When deciding whether to adopt automation or not, organizations need to be aware of its pros and cons, and if this assessment is carried out correctly, they will inevitably realize that the advantages of incident response automation clearly outweigh the disadvantages, which can also be easily controlled and managed to minimize any potential negative impact.
Looking at the pros and cons of automation, it’s easy to see that the most important benefit is the fact that it allows SOCs to monitor and analyze many more incidents than doing it manually, opening up the security team’s bandwidth to focus on the high-risk and high-impact alerts. Other key benefits also include more consistent response to alerts and tickets, a higher volume of ticket closure and response to incidents, as well as coverage of a larger area and larger number of tickets.

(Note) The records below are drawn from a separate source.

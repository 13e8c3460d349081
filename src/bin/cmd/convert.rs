// SPDX-FileCopyrightText: 2026 ArcheBase
//
// SPDX-License-Identifier: MulanPSL-2.0

//! Convert command - run every codec over the input and list candidates.

use std::path::PathBuf;

use clap::Args;

use crate::common::{read_input, render_bytes, Result};
use transcodec::convert;

/// Run the conversion pipeline over the input.
#[derive(Args, Clone, Debug)]
pub struct ConvertCmd {
    /// Input text (reads stdin if neither TEXT nor --file is given)
    #[arg(value_name = "TEXT")]
    text: Option<String>,

    /// Read input from a file instead
    #[arg(short, long, value_name = "FILE", conflicts_with = "text")]
    file: Option<PathBuf>,

    /// Print results as JSON
    #[arg(long)]
    json: bool,

    /// Include empty and identity results
    #[arg(long)]
    all: bool,
}

impl ConvertCmd {
    pub fn run(self) -> Result<()> {
        let input = read_input(self.text, self.file)?;
        let results = convert(&input);

        if self.json {
            println!("{}", serde_json::to_string_pretty(&results)?);
            return Ok(());
        }

        println!("=== Decode ===");
        for result in &results {
            let decoded = if self.all {
                result.decoded.as_deref()
            } else {
                result.presentable_decoded(&input)
            };
            if let Some(bytes) = decoded {
                println!("{:>10}  {}", result.name, render_bytes(bytes));
            }
        }

        println!();
        println!("=== Encode ===");
        for result in &results {
            let encoded = if self.all {
                result.encoded.as_deref()
            } else {
                result.presentable_encoded(&input)
            };
            if let Some(text) = encoded {
                println!("{:>10}  {}", result.name, text);
            }
        }

        Ok(())
    }
}
// SPDX-FileCopyrightText: 2026 ArcheBase
//
// SPDX-License-Identifier: MulanPSL-2.0

//! Dump command - show buffer statistics and a hex dump.

use std::path::PathBuf;

use clap::Args;

use crate::common::{read_input, Result};
use transcodec::{hexdump, BufferStats};

/// Inspect the input buffer.
#[derive(Args, Clone, Debug)]
pub struct DumpCmd {
    /// Input text (reads stdin if neither TEXT nor --file is given)
    #[arg(value_name = "TEXT")]
    text: Option<String>,

    /// Read input from a file instead
    #[arg(short, long, value_name = "FILE", conflicts_with = "text")]
    file: Option<PathBuf>,
}

impl DumpCmd {
    pub fn run(self) -> Result<()> {
        let input = read_input(self.text, self.file)?;

        println!("{}", BufferStats::of(&input));
        println!();
        print!("{}", hexdump(&input));

        Ok(())
    }
}
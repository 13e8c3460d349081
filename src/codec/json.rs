// SPDX-FileCopyrightText: 2026 ArcheBase
//
// SPDX-License-Identifier: MulanPSL-2.0

//! JSON string-literal codec.

use super::{input_text, Codec};
use crate::core::{CodecError, Result};

/// JSON codec: quotes the input text as a JSON string literal.
///
/// Decode accepts only a JSON string value; other JSON documents (numbers,
/// arrays, objects) are rejected.
pub struct JsonCodec;

impl Codec for JsonCodec {
    fn name(&self) -> &'static str {
        "json"
    }

    fn encode(&self, input: &[u8]) -> Result<String> {
        let text = input_text(self.name(), input)?;
        serde_json::to_string(text).map_err(|e| CodecError::malformed(self.name(), e.to_string()))
    }

    fn decode(&self, input: &[u8]) -> Result<Vec<u8>> {
        let text = input_text(self.name(), input)?;
        let decoded: String = serde_json::from_str(text)
            .map_err(|e| CodecError::malformed(self.name(), e.to_string()))?;
        Ok(decoded.into_bytes())
    }
}
// SPDX-FileCopyrightText: 2026 ArcheBase
//
// SPDX-License-Identifier: MulanPSL-2.0

//! Core types used throughout transcodec.
//!
//! This module provides the foundational types for the library:
//! - [`CodecError`] - Error taxonomy for codec operations
//! - [`Result`] - Result alias over [`CodecError`]

pub mod error;

pub use error::{CodecError, Result};
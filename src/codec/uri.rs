// SPDX-FileCopyrightText: 2026 ArcheBase
//
// SPDX-License-Identifier: MulanPSL-2.0

//! Percent-encoding (URI component) codec.

use super::{input_text, Codec};
use crate::core::{CodecError, Result};

/// URI codec: percent-encodes the input text per RFC 3986.
///
/// Decode rejects malformed percent sequences instead of passing them
/// through, matching strict URI-component semantics.
pub struct UriCodec;

impl UriCodec {
    /// Every `%` must be followed by exactly two hex digits.
    fn validate_percent_sequences(&self, text: &str) -> Result<()> {
        let bytes = text.as_bytes();
        let mut i = 0;
        while i < bytes.len() {
            if bytes[i] == b'%' {
                let valid = bytes.len() >= i + 3
                    && bytes[i + 1].is_ascii_hexdigit()
                    && bytes[i + 2].is_ascii_hexdigit();
                if !valid {
                    return Err(CodecError::malformed(
                        self.name(),
                        format!("malformed percent sequence at offset {i}"),
                    ));
                }
                i += 3;
            } else {
                i += 1;
            }
        }
        Ok(())
    }
}

impl Codec for UriCodec {
    fn name(&self) -> &'static str {
        "uri"
    }

    fn encode(&self, input: &[u8]) -> Result<String> {
        let text = input_text(self.name(), input)?;
        Ok(urlencoding::encode(text).into_owned())
    }

    fn decode(&self, input: &[u8]) -> Result<Vec<u8>> {
        let text = input_text(self.name(), input)?;
        self.validate_percent_sequences(text)?;
        let decoded = urlencoding::decode(text)
            .map_err(|_| CodecError::malformed(self.name(), "decoded bytes are not valid UTF-8"))?;
        Ok(decoded.into_owned().into_bytes())
    }
}
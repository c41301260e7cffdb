use crate::config::{Palette, ViewerConfig};
use crate::mdace::{AnnotationGroup, AnnotationGroups, Document};
use crate::render::{StyledNote, render_document};
use crate::selection::SelectionState;
use anyhow::Result;
use crossterm::event::{KeyCode, KeyEvent, KeyModifiers};
use log::debug;
use ratatui::widgets::ListState;
use std::path::{Path, PathBuf};

const DEFAULT_PAGE: u16 = 10;

/// Panel receiving the arrow keys
#[derive(Debug, Clone, Copy, PartialEq, Eq)]
pub enum Focus {
    Annotations,
    Notes,
}

/// State of one viewer session
///
/// Owns the loaded document, its groups and the selection. `styled` always
/// reflects `selection`: it is recomputed after every toggle.
pub struct App {
    path: PathBuf,
    document: Document,
    groups: AnnotationGroups,
    /// Group codes in listing order
    order: Vec<String>,
    selection: SelectionState,
    styled: Vec<StyledNote>,
    pub(crate) config: ViewerConfig,
    pub(crate) palette: Palette,
    pub(crate) list_state: ListState,
    notes_scroll: u16,
    /// Inner height of the notes panel at the last draw
    notes_viewport: u16,
    /// Wrapped row count of the notes panel at the last draw
    notes_rows: Option<usize>,
    focus: Focus,
    should_quit: bool,
}

impl App {
    pub fn new(path: impl AsRef<Path>, document: Document, config: ViewerConfig) -> Result<Self> {
        let palette = config.palette()?;
        let groups = AnnotationGroups::from_document(&document);
        let order: Vec<String> = groups
            .ordered(config.group_order)
            .into_iter()
            .map(|g| g.code.clone())
            .collect();
        let selection = SelectionState::new();
        let styled = render_document(&document, &selection);

        let mut list_state = ListState::default();
        if !order.is_empty() {
            list_state.select(Some(0));
        }

        Ok(Self {
            path: path.as_ref().to_path_buf(),
            document,
            groups,
            order,
            selection,
            styled,
            config,
            palette,
            list_state,
            notes_scroll: 0,
            notes_viewport: DEFAULT_PAGE,
            notes_rows: None,
            focus: Focus::Annotations,
            should_quit: false,
        })
    }

    pub fn path(&self) -> &Path {
        &self.path
    }

    pub fn document(&self) -> &Document {
        &self.document
    }

    pub fn groups(&self) -> &AnnotationGroups {
        &self.groups
    }

    pub fn selection(&self) -> &SelectionState {
        &self.selection
    }

    pub fn styled_notes(&self) -> &[StyledNote] {
        &self.styled
    }

    pub fn focus(&self) -> Focus {
        self.focus
    }

    pub fn notes_scroll(&self) -> u16 {
        self.notes_scroll
    }

    pub fn should_quit(&self) -> bool {
        self.should_quit
    }

    /// Groups in listing order
    pub fn listed_groups(&self) -> impl Iterator<Item = &AnnotationGroup> {
        self.order.iter().filter_map(|code| self.groups.get(code))
    }

    /// Group under the list cursor
    pub fn cursor_group(&self) -> Option<&AnnotationGroup> {
        let idx = self.list_state.selected()?;
        self.groups.get(self.order.get(idx)?)
    }

    /// Flip `code` and re-render every note
    ///
    /// Codes absent from the document are ignored. Returns whether the code is
    /// selected afterwards.
    pub fn toggle_code(&mut self, code: &str) -> bool {
        if !self.groups.contains(code) {
            return false;
        }
        let selected = self.selection.toggle(code);
        debug!(
            "{} {} ({} selected)",
            if selected { "Selected" } else { "Deselected" },
            code,
            self.selection.len()
        );
        self.styled = render_document(&self.document, &self.selection);
        selected
    }

    pub fn toggle_cursor(&mut self) {
        if let Some(code) = self.cursor_group().map(|g| g.code.clone()) {
            self.toggle_code(&code);
        }
    }

    fn move_cursor(&mut self, delta: isize) {
        if self.order.is_empty() {
            return;
        }
        let last = self.order.len() - 1;
        let current = self.list_state.selected().unwrap_or(0);
        let next = current.saturating_add_signed(delta).min(last);
        self.list_state.select(Some(next));
    }

    /// Rows in the notes panel
    ///
    /// Counts wrapped rows once the panel has been drawn, and unwrapped lines
    /// before that.
    pub fn notes_line_count(&self) -> usize {
        if let Some(rows) = self.notes_rows {
            return rows;
        }
        // header + body lines + blank separator, per note
        self.document
            .notes
            .iter()
            .map(|n| n.text.split('\n').count() + 2)
            .sum()
    }

    /// Record the notes panel's inner height and wrapped row count
    pub(crate) fn set_notes_layout(&mut self, viewport: u16, rows: usize) {
        self.notes_viewport = viewport;
        self.notes_rows = Some(rows);
        self.notes_scroll = self.notes_scroll.min(self.max_scroll());
    }

    /// Scroll offset that puts the last row at the bottom of the panel
    fn max_scroll(&self) -> u16 {
        let lines = self
            .notes_line_count()
            .saturating_sub(usize::from(self.notes_viewport));
        u16::try_from(lines).unwrap_or(u16::MAX)
    }

    fn scroll_by(&mut self, delta: i32) {
        let next = (i32::from(self.notes_scroll) + delta).clamp(0, i32::from(self.max_scroll()));
        self.notes_scroll = next as u16;
    }

    fn page(&self) -> i32 {
        i32::from(self.notes_viewport.max(1))
    }

    pub fn handle_key(&mut self, key: KeyEvent) {
        let ctrl = key.modifiers.contains(KeyModifiers::CONTROL);
        match key.code {
            KeyCode::Char('c') if ctrl => self.should_quit = true,
            KeyCode::Char('u') if ctrl => self.scroll_by(-self.page() / 2),
            KeyCode::Char('d') if ctrl => self.scroll_by(self.page() / 2),
            KeyCode::Char('q') | KeyCode::Esc => self.should_quit = true,
            KeyCode::Tab | KeyCode::BackTab => {
                self.focus = match self.focus {
                    Focus::Annotations => Focus::Notes,
                    Focus::Notes => Focus::Annotations,
                };
            }
            KeyCode::Up | KeyCode::Char('k') => match self.focus {
                Focus::Annotations => self.move_cursor(-1),
                Focus::Notes => self.scroll_by(-1),
            },
            KeyCode::Down | KeyCode::Char('j') => match self.focus {
                Focus::Annotations => self.move_cursor(1),
                Focus::Notes => self.scroll_by(1),
            },
            KeyCode::Char(' ') | KeyCode::Enter | KeyCode::Char('x') => self.toggle_cursor(),
            KeyCode::PageUp => self.scroll_by(-self.page()),
            KeyCode::PageDown => self.scroll_by(self.page()),
            KeyCode::Home | KeyCode::Char('g') => self.notes_scroll = 0,
            KeyCode::End | KeyCode::Char('G') => self.notes_scroll = self.max_scroll(),
            _ => {}
        }
    }
}
//! Formatting helper functions for the viewer
//!
//! This module contains the text of labels, headers and summaries shown by
//! the TUI and the `view-json` command.

use crate::mdace::{AnnotationGroup, Document, Note};
use std::path::Path;

/// Truncate a description to `width` characters, appending "..." when cut
///
/// # Arguments
/// * `description` - Full code description
/// * `width` - Maximum number of characters kept
pub fn truncate_description(description: &str, width: usize) -> String {
    match description.char_indices().nth(width) {
        Some((byte, _)) => format!("{}...", &description[..byte]),
        None => description.to_string(),
    }
}

/// Checkbox label for an annotation group
///
/// Format: `[x] I61.8 (ICD-10-CM): Other nontraumatic intracerebral... (3)`
pub fn format_group_label(group: &AnnotationGroup, selected: bool, width: usize) -> String {
    format!(
        "[{}] {} ({}): {} ({})",
        if selected { 'x' } else { ' ' },
        group.code,
        group.code_system,
        truncate_description(&group.description, width),
        group.count()
    )
}

/// Header line shown above each note body
pub fn format_note_header(note: &Note) -> String {
    format!(
        "Note {} - {}: {}",
        note.note_id, note.category, note.description
    )
}

/// One-line summary of the loaded file
pub fn format_document_info(path: &Path, document: &Document, unique_codes: usize) -> String {
    let name = path
        .file_name()
        .map(|n| n.to_string_lossy().into_owned())
        .unwrap_or_else(|| path.display().to_string());
    format!(
        "File: {}  |  HADM ID: {}  |  Notes: {}  |  Unique Codes: {}",
        name,
        document.hadm_id,
        document.notes.len(),
        unique_codes
    )
}

/// Where a group's annotations appear, e.g. `note 17: "IPH", note 18: "hemorrhage"`
///
/// Fits the list into `width` characters. Occurrences that do not fit are
/// replaced by a `... (+N more)` tail.
pub fn format_occurrences(group: &AnnotationGroup, document: &Document, width: usize) -> String {
    let parts: Vec<String> = group
        .annotations(document)
        .map(|(note, annotation)| format!("note {}: {:?}", note.note_id, annotation.covered_text))
        .collect();
    if parts.is_empty() {
        return "no occurrences".to_string();
    }

    let mut out = String::new();
    let mut used = 0;
    for (i, part) in parts.iter().enumerate() {
        let sep = if i == 0 { 0 } else { 2 };
        let remaining = parts.len() - i - 1;
        let tail = if remaining == 0 {
            0
        } else {
            more_suffix(remaining).chars().count() + 2
        };
        let len = part.chars().count();
        if used + sep + len + tail > width {
            let more = more_suffix(parts.len() - i);
            if !out.is_empty() {
                out.push_str(", ");
            }
            out.push_str(&more);
            return out;
        }
        if i > 0 {
            out.push_str(", ");
        }
        out.push_str(part);
        used += sep + len;
    }
    out
}

fn more_suffix(hidden: usize) -> String {
    format!("... (+{} more)", hidden)
}

/// Human-readable file size in 1024 steps, two decimals
///
/// # Examples
/// ```
/// # use icd10_viewer::formatting::format_size;
/// assert_eq!(format_size(1536), "1.50 KB");
/// ```
pub fn format_size(size_bytes: u64) -> String {
    let mut size = size_bytes as f64;
    for unit in ["B", "KB", "MB", "GB"] {
        if size < 1024.0 {
            return format!("{:.2} {}", size, unit);
        }
        size /= 1024.0;
    }
    format!("{:.2} TB", size)
}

On the other hand, automation can yield false positives that for their part can lead to directing time and resources towards resolving alerts that are not legitimate attacks, consequently leading to organizations potentially shutting down operations, having an impact on their business and their bottom line.
All said and done, incident response automation has the potential to bring significant benefits to organizations, provided that it’s implemented properly and cautiously, with a well-thought-out strategy. Overall it should be a serious consideration for any SOC that has to handle large volumes of alerts on a daily basis.